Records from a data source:
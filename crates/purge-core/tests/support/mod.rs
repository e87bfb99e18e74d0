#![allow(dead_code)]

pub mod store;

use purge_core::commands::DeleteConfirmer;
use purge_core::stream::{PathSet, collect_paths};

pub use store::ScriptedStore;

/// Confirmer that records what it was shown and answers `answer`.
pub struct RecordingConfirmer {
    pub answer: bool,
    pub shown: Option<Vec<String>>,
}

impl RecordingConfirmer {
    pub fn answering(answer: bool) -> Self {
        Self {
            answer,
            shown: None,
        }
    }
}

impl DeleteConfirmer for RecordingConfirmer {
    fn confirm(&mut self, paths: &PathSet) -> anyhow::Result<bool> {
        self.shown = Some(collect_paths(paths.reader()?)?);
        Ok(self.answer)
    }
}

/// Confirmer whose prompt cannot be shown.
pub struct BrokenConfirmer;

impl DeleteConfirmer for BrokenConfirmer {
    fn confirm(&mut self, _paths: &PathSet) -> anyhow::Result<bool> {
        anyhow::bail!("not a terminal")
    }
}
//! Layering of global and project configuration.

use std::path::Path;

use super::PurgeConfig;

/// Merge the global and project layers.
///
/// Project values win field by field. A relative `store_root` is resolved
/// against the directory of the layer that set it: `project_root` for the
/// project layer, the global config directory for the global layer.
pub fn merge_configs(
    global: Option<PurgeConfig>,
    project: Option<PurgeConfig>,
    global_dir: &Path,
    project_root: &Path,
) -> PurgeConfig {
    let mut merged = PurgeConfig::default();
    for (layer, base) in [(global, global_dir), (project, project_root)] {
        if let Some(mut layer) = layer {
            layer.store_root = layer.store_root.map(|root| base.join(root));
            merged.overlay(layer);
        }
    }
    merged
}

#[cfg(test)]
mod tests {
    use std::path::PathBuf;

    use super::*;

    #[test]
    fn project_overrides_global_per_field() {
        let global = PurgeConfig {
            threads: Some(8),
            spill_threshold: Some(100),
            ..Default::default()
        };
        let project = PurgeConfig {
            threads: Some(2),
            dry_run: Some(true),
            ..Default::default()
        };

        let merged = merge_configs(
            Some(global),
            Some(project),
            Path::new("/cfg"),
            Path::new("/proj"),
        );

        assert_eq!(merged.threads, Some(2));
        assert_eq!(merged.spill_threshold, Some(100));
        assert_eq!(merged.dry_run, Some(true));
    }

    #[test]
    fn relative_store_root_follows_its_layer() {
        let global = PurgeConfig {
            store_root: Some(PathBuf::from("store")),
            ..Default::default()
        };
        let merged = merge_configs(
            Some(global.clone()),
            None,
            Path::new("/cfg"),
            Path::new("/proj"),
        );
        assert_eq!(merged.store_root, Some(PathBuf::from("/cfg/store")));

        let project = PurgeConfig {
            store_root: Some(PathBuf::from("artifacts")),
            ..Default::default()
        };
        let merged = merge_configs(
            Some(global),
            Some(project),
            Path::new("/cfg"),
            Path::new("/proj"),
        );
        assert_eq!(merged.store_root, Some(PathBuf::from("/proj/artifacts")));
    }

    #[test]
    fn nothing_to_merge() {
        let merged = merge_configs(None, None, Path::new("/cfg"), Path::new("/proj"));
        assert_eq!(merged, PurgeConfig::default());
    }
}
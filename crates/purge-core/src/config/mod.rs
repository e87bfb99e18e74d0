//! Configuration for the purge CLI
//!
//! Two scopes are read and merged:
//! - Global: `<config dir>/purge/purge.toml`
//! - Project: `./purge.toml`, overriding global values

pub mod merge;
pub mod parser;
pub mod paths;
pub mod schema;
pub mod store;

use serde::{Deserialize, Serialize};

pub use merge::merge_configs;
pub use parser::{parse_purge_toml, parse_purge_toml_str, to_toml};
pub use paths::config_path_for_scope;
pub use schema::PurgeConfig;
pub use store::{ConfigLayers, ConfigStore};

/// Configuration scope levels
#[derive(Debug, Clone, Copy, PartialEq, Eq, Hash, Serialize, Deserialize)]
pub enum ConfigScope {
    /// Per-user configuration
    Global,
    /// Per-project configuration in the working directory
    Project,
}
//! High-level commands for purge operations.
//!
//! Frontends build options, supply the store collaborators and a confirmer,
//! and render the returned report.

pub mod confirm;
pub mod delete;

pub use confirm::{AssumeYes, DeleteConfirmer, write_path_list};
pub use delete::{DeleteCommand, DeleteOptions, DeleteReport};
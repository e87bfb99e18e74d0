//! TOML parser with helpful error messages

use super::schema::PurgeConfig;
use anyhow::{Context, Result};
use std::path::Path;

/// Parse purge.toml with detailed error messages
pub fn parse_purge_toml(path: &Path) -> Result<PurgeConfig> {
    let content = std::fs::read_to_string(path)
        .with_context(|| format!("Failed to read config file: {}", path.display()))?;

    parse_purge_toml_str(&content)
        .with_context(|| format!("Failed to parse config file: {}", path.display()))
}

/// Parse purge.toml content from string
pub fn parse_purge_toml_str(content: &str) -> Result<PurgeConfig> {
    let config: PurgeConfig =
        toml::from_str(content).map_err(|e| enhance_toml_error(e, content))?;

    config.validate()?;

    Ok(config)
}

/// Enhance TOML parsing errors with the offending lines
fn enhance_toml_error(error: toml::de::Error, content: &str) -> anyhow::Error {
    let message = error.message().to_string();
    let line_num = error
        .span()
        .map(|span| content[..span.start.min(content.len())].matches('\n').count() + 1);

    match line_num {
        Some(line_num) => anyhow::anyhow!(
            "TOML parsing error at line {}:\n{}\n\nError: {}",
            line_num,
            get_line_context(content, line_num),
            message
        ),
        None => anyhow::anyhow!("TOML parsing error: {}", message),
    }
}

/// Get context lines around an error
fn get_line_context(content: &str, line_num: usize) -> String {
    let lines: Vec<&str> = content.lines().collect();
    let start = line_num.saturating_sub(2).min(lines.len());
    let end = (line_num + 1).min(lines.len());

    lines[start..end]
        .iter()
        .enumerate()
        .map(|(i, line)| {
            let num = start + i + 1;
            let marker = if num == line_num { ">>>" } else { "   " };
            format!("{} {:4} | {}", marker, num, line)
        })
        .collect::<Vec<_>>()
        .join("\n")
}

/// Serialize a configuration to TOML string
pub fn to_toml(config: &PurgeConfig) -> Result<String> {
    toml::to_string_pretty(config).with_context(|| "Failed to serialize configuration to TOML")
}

Required action
All that is wanted is a faithful reproduction of the line above with "cannot be shown.", the line with "if let Some(mut", and every line in between.

Response
/// Confirmer whose prompt cannot be shown.
pub struct BrokenConfirmer;

impl DeleteConfirmer for BrokenConfirmer {
    fn confirm(&mut self, _paths: &PathSet) -> anyhow::Result<bool> {
        anyhow::bail!("not a terminal")
    }
}
//! Layering of global and project configuration.

use std::path::Path;

use super::PurgeConfig;

/// Merge the global and project layers.
///
/// Project values win field by field. A relative `store_root` is resolved
/// against the directory of the layer that set it: `project_root` for the
/// project layer, the global config directory for the global layer.
pub fn merge_configs(
    global: Option<PurgeConfig>,
    project: Option<PurgeConfig>,
    global_dir: &Path,
    project_root: &Path,
) -> PurgeConfig {
    let mut merged = PurgeConfig::default();
    for (layer, base) in [(global, global_dir), (project, project_root)] {
        if let Some(mut layer) = layer {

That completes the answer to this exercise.